Rescue workers frantically tried to save the young mother’s life. In a helicopter, on the way to a Reno hospital, Crowder succumbed to her injuries.
Bolta was treated and released from the hospital.
Crowder’s Labrador-mix puppy, Jack, was also ejected from the truck. After a night of observation at Lone Mountain Veterinary Clinic, the yellow pup was released.
On Saturday, Animal Control Supervisor Pat Wiggins arranged to have Jack returned to Fortner.
“When I heard the puppy was alive I just cried. How could she die and the puppy live?” she asked as one of a thousand questions she’ll likely ponder for a lifetime. “I guess her spirit’s in him now.”
An Illinois transplant, Fortner, her husband Jim and children Savannah, 3, and Kerby, 7, moved to the Dayton desert.
Crowder, struggling to raise her 4-year-old son Kaleb and wanting a better life, decided to join her family less than a year ago. For six months out of the year Kaleb is with his father. For six months he’s with his mother.
The toe-headed youngster was to return to Nevada in August.
“She was a good girl,” Fortner said. “She was street savvy and picked up on stuff real quick.”
The anguish is pierced by moments of realization. Crowder should be buried in her native Illinois. Her mother plans to do everything in her power to make that happen, despite earning a living on a bartender’s wage and having just sunk her life-savings into a home remodel.
“I just want to fly her home in the green grass and the trees. Kaleb should be able to go visit his mother,” she said through tears.
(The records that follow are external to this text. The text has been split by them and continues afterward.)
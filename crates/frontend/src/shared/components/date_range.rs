//! Date range filter (`date_from` / `date_to`, yyyy-mm-dd)

use chrono::{Datelike, NaiveDate, Utc};
use contracts::shared::list_query::ListQuery;
use leptos::prelude::*;

#[derive(Clone, Copy)]
pub struct DateRange {
    pub from_key: &'static str,
    pub to_key: &'static str,
    pub from: RwSignal<String>,
    pub to: RwSignal<String>,
}

impl DateRange {
    pub fn empty(from_key: &'static str, to_key: &'static str) -> Self {
        Self {
            from_key,
            to_key,
            from: RwSignal::new(String::new()),
            to: RwSignal::new(String::new()),
        }
    }

    /// С первого числа текущего месяца по сегодня
    pub fn month_to_date(from_key: &'static str, to_key: &'static str) -> Self {
        let (from, to) = month_to_date(Utc::now().date_naive());
        let range = Self::empty(from_key, to_key);
        range.from.set(from);
        range.to.set(to);
        range
    }

    pub fn apply(&self, query: ListQuery) -> ListQuery {
        let (from, to) = ordered(&self.from.get(), &self.to.get());
        query.with_text(self.from_key, &from).with_text(self.to_key, &to)
    }

    pub fn clear(&self) {
        self.from.set(String::new());
        self.to.set(String::new());
    }

    pub fn is_set(&self) -> bool {
        !self.from.with(String::is_empty) || !self.to.with(String::is_empty)
    }
}

fn month_to_date(today: NaiveDate) -> (String, String) {
    let first = today.with_day(1).unwrap_or(today);
    (
        first.format("%Y-%m-%d").to_string(),
        today.format("%Y-%m-%d").to_string(),
    )
}

/// Перепутанные границы меняются местами; пустые остаются пустыми
fn ordered(from: &str, to: &str) -> (String, String) {
    let from = from.trim();
    let to = to.trim();
    if !from.is_empty() && !to.is_empty() && from > to {
        (to.to_string(), from.to_string())
    } else {
        (from.to_string(), to.to_string())
    }
}

#[component]
pub fn DateRangeFilter(range: DateRange, #[prop(into)] label: String) -> impl IntoView {
    view! {
        <div class="filter-field">
            <span class="filter-field__label">{label}</span>
            <input
                type="date"
                class="date-input"
                prop:value=move || range.from.get()
                on:input=move |ev| range.from.set(event_target_value(&ev))
            />
            <span class="filter-field__separator">"–"</span>
            <input
                type="date"
                class="date-input"
                prop:value=move || range.to.get()
                on:input=move |ev| range.to.set(event_target_value(&ev))
            />
        </div>
    }
}

#[cfg(test)]
mod tests {
    use super::*;

    #[test]
    fn month_to_date_starts_on_the_first() {
        let today = NaiveDate::from_ymd_opt(2024, 3, 17).unwrap();
        assert_eq!(
            month_to_date(today),
            ("2024-03-01".to_string(), "2024-03-17".to_string())
        );
    }

    #[test]
    fn reversed_bounds_are_swapped() {
        assert_eq!(
            ordered("2024-05-10", "2024-05-01"),
            ("2024-05-01".to_string(), "2024-05-10".to_string())
        );
        assert_eq!(ordered("", "2024-05-01"), (String::new(), "2024-05-01".to_string()));
    }
}
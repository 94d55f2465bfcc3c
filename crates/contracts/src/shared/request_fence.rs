//! Request tokens for discarding stale async responses.

use std::sync::atomic::{AtomicU64, Ordering};
use std::sync::Arc;

/// Identifies one issued request
#[derive(Debug, Clone, Copy, PartialEq, Eq, PartialOrd, Ord)]
pub struct RequestToken(u64);

/// Hands out monotonically increasing tokens; only the newest one is current.
///
/// Clones share the same counter.
#[derive(Debug, Clone, Default)]
pub struct RequestFence {
    latest: Arc<AtomicU64>,
}

impl RequestFence {
    pub fn new() -> Self {
        Self::default()
    }

    /// Starts a new request, making every earlier token stale
    pub fn issue(&self) -> RequestToken {
        RequestToken(self.latest.fetch_add(1, Ordering::SeqCst) + 1)
    }

    pub fn is_current(&self, token: RequestToken) -> bool {
        self.latest.load(Ordering::SeqCst) == token.0
    }

    /// Marks all outstanding tokens stale without starting a request
    pub fn invalidate(&self) {
        self.latest.fetch_add(1, Ordering::SeqCst);
    }
}
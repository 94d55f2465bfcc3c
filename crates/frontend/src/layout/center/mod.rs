pub mod center;
pub mod tabs;

pub use center::Center;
Co-workers at Old Fogy’s bar in Dayton have started a collection.
Bartender Terry Hentschel said Saturday a bucket is sitting at the end of the bar and anyone wishing to help the family can drop off or send in donations.
Today, Fortner will go see her daughter. One last time she’ll stroke her girl’s blond hair and touch the skin she cherished.
“I just have to tell her I love her. I just didn’t get to tell her,” she cried. “I don’t know how to quit hurting. I don’t know how to quit shaking. How do people bury their kids?”